▸ **Task statement**:
Whenever the word "flat" turns up in a line below, that line should be copied.
START Records for the exercise
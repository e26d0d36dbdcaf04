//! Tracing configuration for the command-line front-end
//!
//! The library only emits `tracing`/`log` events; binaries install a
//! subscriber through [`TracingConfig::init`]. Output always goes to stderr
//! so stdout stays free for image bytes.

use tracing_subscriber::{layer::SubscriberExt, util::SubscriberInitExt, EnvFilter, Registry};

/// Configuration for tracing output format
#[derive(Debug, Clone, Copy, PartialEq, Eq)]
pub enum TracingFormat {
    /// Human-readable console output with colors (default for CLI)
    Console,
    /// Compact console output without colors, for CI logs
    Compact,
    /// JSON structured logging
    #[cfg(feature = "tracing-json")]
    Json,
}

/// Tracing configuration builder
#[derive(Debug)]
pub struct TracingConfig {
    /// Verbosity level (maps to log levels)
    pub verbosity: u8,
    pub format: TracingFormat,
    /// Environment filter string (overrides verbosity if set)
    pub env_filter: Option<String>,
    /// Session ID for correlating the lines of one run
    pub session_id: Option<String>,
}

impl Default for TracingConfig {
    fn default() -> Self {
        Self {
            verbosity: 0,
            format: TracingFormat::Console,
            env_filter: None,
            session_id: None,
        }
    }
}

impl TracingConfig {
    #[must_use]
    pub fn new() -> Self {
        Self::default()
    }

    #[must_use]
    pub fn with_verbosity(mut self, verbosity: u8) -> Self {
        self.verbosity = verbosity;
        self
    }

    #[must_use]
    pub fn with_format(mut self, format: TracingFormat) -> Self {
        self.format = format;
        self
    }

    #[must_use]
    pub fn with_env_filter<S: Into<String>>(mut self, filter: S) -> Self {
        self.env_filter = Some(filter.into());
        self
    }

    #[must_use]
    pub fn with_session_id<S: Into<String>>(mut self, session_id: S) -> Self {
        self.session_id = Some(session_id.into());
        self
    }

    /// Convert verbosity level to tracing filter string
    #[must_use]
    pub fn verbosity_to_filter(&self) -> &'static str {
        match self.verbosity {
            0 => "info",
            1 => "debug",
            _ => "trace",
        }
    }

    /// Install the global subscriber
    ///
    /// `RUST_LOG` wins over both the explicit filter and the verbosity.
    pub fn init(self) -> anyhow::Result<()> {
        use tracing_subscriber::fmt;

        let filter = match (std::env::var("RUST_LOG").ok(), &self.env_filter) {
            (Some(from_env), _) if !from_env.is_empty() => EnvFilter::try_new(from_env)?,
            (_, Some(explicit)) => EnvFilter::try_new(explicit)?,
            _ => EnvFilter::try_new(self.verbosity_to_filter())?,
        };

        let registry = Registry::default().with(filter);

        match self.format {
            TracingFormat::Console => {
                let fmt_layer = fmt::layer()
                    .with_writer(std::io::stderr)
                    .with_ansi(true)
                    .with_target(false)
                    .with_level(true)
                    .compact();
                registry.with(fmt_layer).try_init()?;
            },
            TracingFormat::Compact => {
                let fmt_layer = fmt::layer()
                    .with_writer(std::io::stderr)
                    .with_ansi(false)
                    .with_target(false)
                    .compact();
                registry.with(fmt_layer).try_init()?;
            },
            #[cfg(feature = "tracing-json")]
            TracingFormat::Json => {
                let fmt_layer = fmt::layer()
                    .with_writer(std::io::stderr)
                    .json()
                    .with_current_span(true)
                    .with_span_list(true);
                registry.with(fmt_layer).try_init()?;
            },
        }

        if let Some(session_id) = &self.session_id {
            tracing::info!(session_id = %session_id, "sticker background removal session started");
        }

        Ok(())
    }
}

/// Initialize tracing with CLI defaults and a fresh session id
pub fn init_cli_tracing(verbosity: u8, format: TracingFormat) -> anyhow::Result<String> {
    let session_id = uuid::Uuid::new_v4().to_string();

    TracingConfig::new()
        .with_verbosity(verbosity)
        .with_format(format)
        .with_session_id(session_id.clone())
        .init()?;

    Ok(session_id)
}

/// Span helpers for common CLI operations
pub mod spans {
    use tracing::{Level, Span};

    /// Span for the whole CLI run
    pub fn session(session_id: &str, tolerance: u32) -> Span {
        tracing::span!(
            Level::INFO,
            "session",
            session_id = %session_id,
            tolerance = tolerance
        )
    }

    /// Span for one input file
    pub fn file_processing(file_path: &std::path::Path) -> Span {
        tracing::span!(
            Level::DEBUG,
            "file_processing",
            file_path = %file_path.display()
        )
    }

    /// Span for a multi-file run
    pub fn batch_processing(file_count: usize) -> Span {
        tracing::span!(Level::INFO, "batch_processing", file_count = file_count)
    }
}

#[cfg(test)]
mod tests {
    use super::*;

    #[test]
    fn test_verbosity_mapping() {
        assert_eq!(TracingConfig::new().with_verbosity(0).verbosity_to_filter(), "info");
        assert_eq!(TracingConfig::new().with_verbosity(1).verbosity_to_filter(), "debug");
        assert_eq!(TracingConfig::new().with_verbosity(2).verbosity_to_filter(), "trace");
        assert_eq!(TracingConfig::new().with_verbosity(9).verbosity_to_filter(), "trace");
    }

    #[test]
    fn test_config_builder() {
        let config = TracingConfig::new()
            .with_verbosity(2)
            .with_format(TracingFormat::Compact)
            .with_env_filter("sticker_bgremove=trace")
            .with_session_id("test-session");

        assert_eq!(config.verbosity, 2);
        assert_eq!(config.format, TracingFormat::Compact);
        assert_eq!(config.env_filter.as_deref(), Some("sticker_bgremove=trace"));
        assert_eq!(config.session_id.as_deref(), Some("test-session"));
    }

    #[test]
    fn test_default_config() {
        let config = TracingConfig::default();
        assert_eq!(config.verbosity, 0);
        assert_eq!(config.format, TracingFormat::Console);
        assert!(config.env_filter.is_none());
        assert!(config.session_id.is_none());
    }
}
END Records for the exercise
START Records for the exercise
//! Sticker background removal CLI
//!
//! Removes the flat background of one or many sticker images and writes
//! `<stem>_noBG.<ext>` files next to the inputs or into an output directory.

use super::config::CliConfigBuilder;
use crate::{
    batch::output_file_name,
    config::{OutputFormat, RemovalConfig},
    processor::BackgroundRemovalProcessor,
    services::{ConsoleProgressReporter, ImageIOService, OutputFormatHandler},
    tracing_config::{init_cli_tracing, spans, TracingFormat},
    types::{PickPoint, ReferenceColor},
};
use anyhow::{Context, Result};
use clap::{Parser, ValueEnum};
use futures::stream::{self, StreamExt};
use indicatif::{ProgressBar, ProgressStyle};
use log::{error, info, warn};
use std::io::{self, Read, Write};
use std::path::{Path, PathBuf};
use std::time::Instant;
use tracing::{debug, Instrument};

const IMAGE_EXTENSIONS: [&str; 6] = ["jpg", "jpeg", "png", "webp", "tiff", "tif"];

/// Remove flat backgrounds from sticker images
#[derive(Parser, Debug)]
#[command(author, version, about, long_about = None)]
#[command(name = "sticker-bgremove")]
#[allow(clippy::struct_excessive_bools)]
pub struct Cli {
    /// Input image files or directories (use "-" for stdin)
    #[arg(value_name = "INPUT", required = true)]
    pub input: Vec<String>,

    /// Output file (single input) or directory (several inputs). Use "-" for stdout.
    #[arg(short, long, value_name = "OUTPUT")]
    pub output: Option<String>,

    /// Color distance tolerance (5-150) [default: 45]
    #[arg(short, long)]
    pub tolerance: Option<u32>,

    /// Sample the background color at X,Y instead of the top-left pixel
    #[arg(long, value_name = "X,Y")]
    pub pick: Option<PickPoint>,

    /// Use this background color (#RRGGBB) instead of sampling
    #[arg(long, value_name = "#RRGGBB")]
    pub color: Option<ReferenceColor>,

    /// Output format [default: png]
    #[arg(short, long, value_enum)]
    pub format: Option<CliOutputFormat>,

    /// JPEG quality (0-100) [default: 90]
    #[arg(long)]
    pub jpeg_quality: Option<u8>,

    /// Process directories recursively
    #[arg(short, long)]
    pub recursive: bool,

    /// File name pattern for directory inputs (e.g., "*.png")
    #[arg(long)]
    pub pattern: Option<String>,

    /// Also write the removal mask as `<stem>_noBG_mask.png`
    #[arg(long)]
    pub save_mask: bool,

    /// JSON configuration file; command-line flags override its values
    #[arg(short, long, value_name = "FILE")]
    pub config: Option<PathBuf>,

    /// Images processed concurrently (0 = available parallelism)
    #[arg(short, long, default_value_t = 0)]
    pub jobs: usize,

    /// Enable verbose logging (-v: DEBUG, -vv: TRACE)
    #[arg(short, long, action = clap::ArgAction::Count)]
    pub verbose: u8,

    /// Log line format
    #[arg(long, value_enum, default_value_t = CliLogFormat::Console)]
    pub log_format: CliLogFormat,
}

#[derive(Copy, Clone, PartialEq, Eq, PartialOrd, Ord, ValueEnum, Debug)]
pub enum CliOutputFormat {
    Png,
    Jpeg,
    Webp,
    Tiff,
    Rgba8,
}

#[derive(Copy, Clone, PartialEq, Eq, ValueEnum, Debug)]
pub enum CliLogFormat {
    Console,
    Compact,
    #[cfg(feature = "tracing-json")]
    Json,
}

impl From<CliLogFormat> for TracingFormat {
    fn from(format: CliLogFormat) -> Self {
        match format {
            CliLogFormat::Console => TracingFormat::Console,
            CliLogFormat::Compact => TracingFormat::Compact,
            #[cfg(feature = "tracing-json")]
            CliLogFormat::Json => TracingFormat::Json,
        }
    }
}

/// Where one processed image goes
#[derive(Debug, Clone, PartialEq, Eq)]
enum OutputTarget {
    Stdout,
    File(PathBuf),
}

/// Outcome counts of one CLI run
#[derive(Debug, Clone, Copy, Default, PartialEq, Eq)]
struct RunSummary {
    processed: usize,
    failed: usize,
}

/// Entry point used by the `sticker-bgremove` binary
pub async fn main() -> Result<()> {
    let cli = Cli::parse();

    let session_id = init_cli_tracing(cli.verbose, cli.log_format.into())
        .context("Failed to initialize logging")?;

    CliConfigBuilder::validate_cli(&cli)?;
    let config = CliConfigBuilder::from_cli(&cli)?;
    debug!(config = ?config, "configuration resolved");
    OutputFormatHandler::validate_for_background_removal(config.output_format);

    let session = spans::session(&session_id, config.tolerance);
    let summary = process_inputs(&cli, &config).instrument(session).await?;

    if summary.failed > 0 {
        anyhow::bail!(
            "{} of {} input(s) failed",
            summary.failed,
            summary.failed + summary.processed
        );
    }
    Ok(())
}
END Records for the exercise
START Records for the exercise
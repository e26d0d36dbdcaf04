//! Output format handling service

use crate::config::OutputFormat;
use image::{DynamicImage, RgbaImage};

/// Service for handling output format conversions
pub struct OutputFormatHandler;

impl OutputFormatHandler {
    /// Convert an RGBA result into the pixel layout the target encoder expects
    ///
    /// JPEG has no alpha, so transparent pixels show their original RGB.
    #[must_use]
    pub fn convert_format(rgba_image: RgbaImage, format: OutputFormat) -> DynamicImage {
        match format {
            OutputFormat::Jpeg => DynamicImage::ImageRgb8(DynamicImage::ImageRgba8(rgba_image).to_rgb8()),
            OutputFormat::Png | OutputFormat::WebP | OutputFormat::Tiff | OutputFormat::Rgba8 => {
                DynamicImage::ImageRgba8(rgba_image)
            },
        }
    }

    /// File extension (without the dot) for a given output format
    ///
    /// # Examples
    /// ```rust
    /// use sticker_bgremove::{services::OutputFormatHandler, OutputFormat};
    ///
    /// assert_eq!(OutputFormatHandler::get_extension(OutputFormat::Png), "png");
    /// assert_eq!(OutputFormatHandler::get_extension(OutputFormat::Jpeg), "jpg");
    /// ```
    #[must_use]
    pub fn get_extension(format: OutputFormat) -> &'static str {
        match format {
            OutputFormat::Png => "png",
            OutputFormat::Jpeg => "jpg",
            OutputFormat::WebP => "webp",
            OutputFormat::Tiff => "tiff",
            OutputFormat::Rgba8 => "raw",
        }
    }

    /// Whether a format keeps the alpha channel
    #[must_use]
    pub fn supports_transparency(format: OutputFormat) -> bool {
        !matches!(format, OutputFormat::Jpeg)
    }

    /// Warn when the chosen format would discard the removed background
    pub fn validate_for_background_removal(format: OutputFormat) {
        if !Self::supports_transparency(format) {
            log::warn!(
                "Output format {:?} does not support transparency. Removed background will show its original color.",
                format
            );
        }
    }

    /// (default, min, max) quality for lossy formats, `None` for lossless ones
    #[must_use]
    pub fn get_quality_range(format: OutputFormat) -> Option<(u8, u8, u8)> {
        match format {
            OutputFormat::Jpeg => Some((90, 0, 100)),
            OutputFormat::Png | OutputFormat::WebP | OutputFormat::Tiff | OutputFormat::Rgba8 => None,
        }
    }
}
END Records for the exercise
▸ **Solution for this exercise**:
//! Removes the flat background of one or many sticker images and writes
/// Remove flat backgrounds from sticker images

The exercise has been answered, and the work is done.